É claro que os sauditas não ficaram satisfeitos com a retirada do apoio. É interessante notar que a ação militar do Reino no Iêmen começou em 2015, contando com a aprovação do governo Obama, de quem Biden era vice-presidente. Mas, oficialmente, o Reino declarou estar comprometido na busca de uma solução política para o conflito, que na verdade é mais um campo de sua disputa geopolítica regional com o Irã, patrocinador dos Houthis.

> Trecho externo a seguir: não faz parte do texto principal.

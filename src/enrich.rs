//! Per-PR file statistics.
//!
//! Each PR's file list is read from the cache or fetched from GitHub,
//! summed into additions/deletions/changed files and written back onto the
//! PR. One bad PR never aborts the batch; it is counted and reported.

use futures::stream::{self, StreamExt};
use serde::{Deserialize, Serialize};
use std::time::Duration;

use crate::cache::ResponseCache;
use crate::config::{AppConfig, RepoId};
use crate::github::GitHubClient;
use crate::types::{CollectionStats, PrFile, PullRequest};

/// Schema version written with every cached file summary.
pub const PR_FILES_CACHE_VERSION: u32 = 1;

/// Failure rate above which the batch summary is logged as an error.
const FAILURE_RATE_ALERT: f64 = 0.10;

/// How many failed PR identifiers the batch summary lists.
const FAILED_PRS_LOGGED: usize = 5;

pub fn pr_files_cache_key(owner: &str, repo: &str, number: u64) -> String {
    format!("pr_files:{owner}:{repo}:{number}")
}

/// Aggregated file statistics of one PR.
#[derive(Clone, Debug, Default, PartialEq, Eq)]
pub struct PrFileSummary {
    pub file_names: Vec<String>,
    pub additions: u64,
    pub deletions: u64,
    pub changed_files: u64,
}

impl PrFileSummary {
    /// Sums per-file stats, clamping negative values to zero.
    pub fn from_files(identifier: &str, files: &[PrFile]) -> Self {
        let mut summary = Self::default();
        for file in files {
            if file.additions < 0 || file.deletions < 0 {
                tracing::warn!(
                    pr = identifier,
                    file = %file.filename,
                    additions = file.additions,
                    deletions = file.deletions,
                    "Negative diff stats from GitHub, clamping to zero"
                );
            }
            summary.additions += file.additions.max(0) as u64;
            summary.deletions += file.deletions.max(0) as u64;
            summary.file_names.push(file.filename.clone());
        }
        summary.changed_files = summary.file_names.len() as u64;
        summary
    }
}

/// Cached file summary as stored. Entries written before the versioned
/// layout were plain `[file_names, additions, deletions, changed_files]`
/// arrays; both shapes are accepted.
#[derive(Clone, Debug, Serialize, Deserialize)]
#[serde(untagged)]
pub enum CachedPrFiles {
    Current {
        version: u32,
        file_names: Vec<String>,
        additions: i64,
        deletions: i64,
        changed_files: i64,
    },
    Legacy(Vec<String>, i64, i64, i64),
}

impl CachedPrFiles {
    /// The summary, unless any count is negative.
    pub fn into_summary(self) -> Option<PrFileSummary> {
        let (file_names, additions, deletions, changed_files) = match self {
            CachedPrFiles::Current {
                file_names,
                additions,
                deletions,
                changed_files,
                ..
            } => (file_names, additions, deletions, changed_files),
            CachedPrFiles::Legacy(file_names, additions, deletions, changed_files) => {
                (file_names, additions, deletions, changed_files)
            }
        };

        Some(PrFileSummary {
            file_names,
            additions: u64::try_from(additions).ok()?,
            deletions: u64::try_from(deletions).ok()?,
            changed_files: u64::try_from(changed_files).ok()?,
        })
    }
}

impl From<&PrFileSummary> for CachedPrFiles {
    fn from(summary: &PrFileSummary) -> Self {
        CachedPrFiles::Current {
            version: PR_FILES_CACHE_VERSION,
            file_names: summary.file_names.clone(),
            additions: summary.additions as i64,
            deletions: summary.deletions as i64,
            changed_files: summary.changed_files as i64,
        }
    }
}

enum FetchOutcome {
    Cached(PrFileSummary),
    Fetched(PrFileSummary),
    Failed,
}

#[derive(Clone)]
pub struct PrEnricher {
    client: GitHubClient,
    cache: ResponseCache,
    ttl: Duration,
    concurrency_limit: usize,
}

impl PrEnricher {
    pub fn new(client: GitHubClient, cache: ResponseCache, config: &AppConfig) -> Self {
        // Many PRs retry at once during a batch; jitter spreads them out.
        Self {
            client: client.with_retry_policy(config.retry_policy().with_jitter(true)),
            cache,
            ttl: config.pr_files_cache_ttl(),
            concurrency_limit: config.pr_files_concurrency_limit.max(1),
        }
    }

    /// Fills `additions`, `deletions` and `changed_files` on every PR.
    ///
    /// PRs whose files cannot be fetched get zeroed stats and are listed in
    /// the returned [`CollectionStats`]. This never fails.
    pub async fn enrich(&self, prs: &mut [PullRequest]) -> CollectionStats {
        let mut stats = CollectionStats::new(prs.len());

        let jobs: Vec<(String, Option<RepoId>, u64)> = prs
            .iter()
            .map(|pr| (pr.identifier(), pr.repo_id(), pr.number))
            .collect();

        let outcomes: Vec<FetchOutcome> = stream::iter(jobs)
            .map(|(identifier, repo_id, number)| async move {
                self.fetch_summary(&identifier, repo_id, number).await
            })
            .buffered(self.concurrency_limit)
            .collect()
            .await;

        for (pr, outcome) in prs.iter_mut().zip(outcomes) {
            let summary = match outcome {
                FetchOutcome::Cached(summary) => {
                    stats.file_fetch_cached += 1;
                    summary
                }
                FetchOutcome::Fetched(summary) => {
                    stats.file_fetch_success += 1;
                    summary
                }
                FetchOutcome::Failed => {
                    stats.file_fetch_failed += 1;
                    stats.failed_prs.push(pr.identifier());
                    PrFileSummary::default()
                }
            };
            pr.additions = Some(summary.additions);
            pr.deletions = Some(summary.deletions);
            pr.changed_files = Some(summary.changed_files);
        }

        log_stats(&stats);
        stats
    }

    async fn fetch_summary(
        &self,
        identifier: &str,
        repo_id: Option<RepoId>,
        number: u64,
    ) -> FetchOutcome {
        let Some(repo_id) = repo_id else {
            tracing::warn!(pr = %identifier, "Malformed repository name, skipping file fetch");
            return FetchOutcome::Failed;
        };
        let key = pr_files_cache_key(&repo_id.owner, &repo_id.repo, number);

        if let Some(cached) = self.cache.get::<CachedPrFiles>(&key).await {
            match cached.into_summary() {
                Some(summary) => {
                    tracing::debug!(pr = %identifier, "PR files cache hit");
                    return FetchOutcome::Cached(summary);
                }
                None => {
                    tracing::debug!(pr = %identifier, "Cached PR files hold negative counts, refetching");
                }
            }
        }

        match self
            .client
            .get_pr_files(&repo_id.owner, &repo_id.repo, number)
            .await
        {
            Ok(files) => {
                let summary = PrFileSummary::from_files(identifier, &files);
                self.cache
                    .set(&key, &CachedPrFiles::from(&summary), self.ttl)
                    .await;
                FetchOutcome::Fetched(summary)
            }
            Err(e) if e.is_not_found() => {
                tracing::warn!(pr = %identifier, "PR files no longer available");
                FetchOutcome::Failed
            }
            Err(e) => {
                tracing::warn!(pr = %identifier, error = %e, "Failed to fetch PR files");
                FetchOutcome::Failed
            }
        }
    }
}

fn log_stats(stats: &CollectionStats) {
    let success_rate = stats.success_rate();
    if stats.file_fetch_failed > 0 && 1.0 - success_rate > FAILURE_RATE_ALERT {
        let sample: Vec<&str> = stats
            .failed_prs
            .iter()
            .take(FAILED_PRS_LOGGED)
            .map(String::as_str)
            .collect();
        tracing::error!(
            total = stats.total_prs,
            fetched = stats.file_fetch_success,
            cached = stats.file_fetch_cached,
            failed = stats.file_fetch_failed,
            success_rate = %format!("{:.1}%", success_rate * 100.0),
            failed_prs = ?sample,
            "High failure rate fetching PR files"
        );
    } else {
        tracing::info!(
            total = stats.total_prs,
            fetched = stats.file_fetch_success,
            cached = stats.file_fetch_cached,
            failed = stats.file_fetch_failed,
            success_rate = %format!("{:.1}%", success_rate * 100.0),
            "PR file enrichment complete"
        );
    }
}

#[cfg(test)]
mod tests {
    use super::*;

    fn file(name: &str, additions: i64, deletions: i64) -> PrFile {
        PrFile {
            filename: name.to_string(),
            additions,
            deletions,
        }
    }

    #[test]
    fn test_summary_clamps_negative_stats() {
        let files = vec![
            file("src/lib.rs", 10, 2),
            file("logo.png", -5, -7),
            file("README.md", 3, -1),
        ];
        let summary = PrFileSummary::from_files("acme/widget#1", &files);

        assert_eq!(summary.additions, 13);
        assert_eq!(summary.deletions, 2);
        assert_eq!(summary.changed_files, 3);
        assert_eq!(summary.file_names, vec!["src/lib.rs", "logo.png", "README.md"]);
    }

    #[test]
    fn test_cached_round_trip_current_shape() {
        let summary = PrFileSummary {
            file_names: vec!["a.rs".to_string()],
            additions: 4,
            deletions: 1,
            changed_files: 1,
        };
        let json = serde_json::to_string(&CachedPrFiles::from(&summary)).unwrap();
        assert!(json.contains("\"version\":1"));

        let decoded: CachedPrFiles = serde_json::from_str(&json).unwrap();
        assert_eq!(decoded.into_summary(), Some(summary));
    }

    #[test]
    fn test_cached_legacy_tuple_shape() {
        let decoded: CachedPrFiles = serde_json::from_str(r#"[["a.py","b.py"],7,3,2]"#).unwrap();
        let summary = decoded.into_summary().unwrap();
        assert_eq!(summary.additions, 7);
        assert_eq!(summary.deletions, 3);
        assert_eq!(summary.changed_files, 2);
    }

    #[test]
    fn test_cached_negative_counts_are_rejected() {
        let decoded: CachedPrFiles = serde_json::from_str(r#"[["a.py"],-1,3,1]"#).unwrap();
        assert_eq!(decoded.into_summary(), None);
    }
}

Isso nos remete ao Irã, e sua complicadíssima relação com os EUA. A Agência Internacional de Energia Atômica acaba de divulgar relatórios alertando que o país aumentou seus esforços de enriquecimento de urânio, instalando centrífugas novas e mais modernas em duas instalações nucleares diferentes. Este fato mostra que o Irã se afasta ainda mais do que havia sido pactuado no Acordo Nuclear de 2015, do qual o governo Trump se retirou em 2018. Com a volta das sanções econômicas que haviam sido levantadas pelo acordo, o Irã se sentiu liberado para descumprir abertamente os limites de enriquecimento de urânio previstos no pacto.
E esse é o nó Górdio que a administração Biden tem que desatar. Retomar o pacto nas condições anteriores talvez seja impossível no momento. Já um pacto em novas bases, mais favorável aos interesses iranianos, deixariam os EUA em uma difícil situação com seus principais aliados na região, especialmente Israel. Com tantos e tão complexos desafios, um desponta como preferencial em razão da facilidade de atuação, dado seu apelo mundial: a promoção da agenda ambiental, de enfrentamento das mudanças climáticas e do aquecimento global. Creio ser por aí que a administração Biden vai iniciar suas mais importantes ações no campo internacional.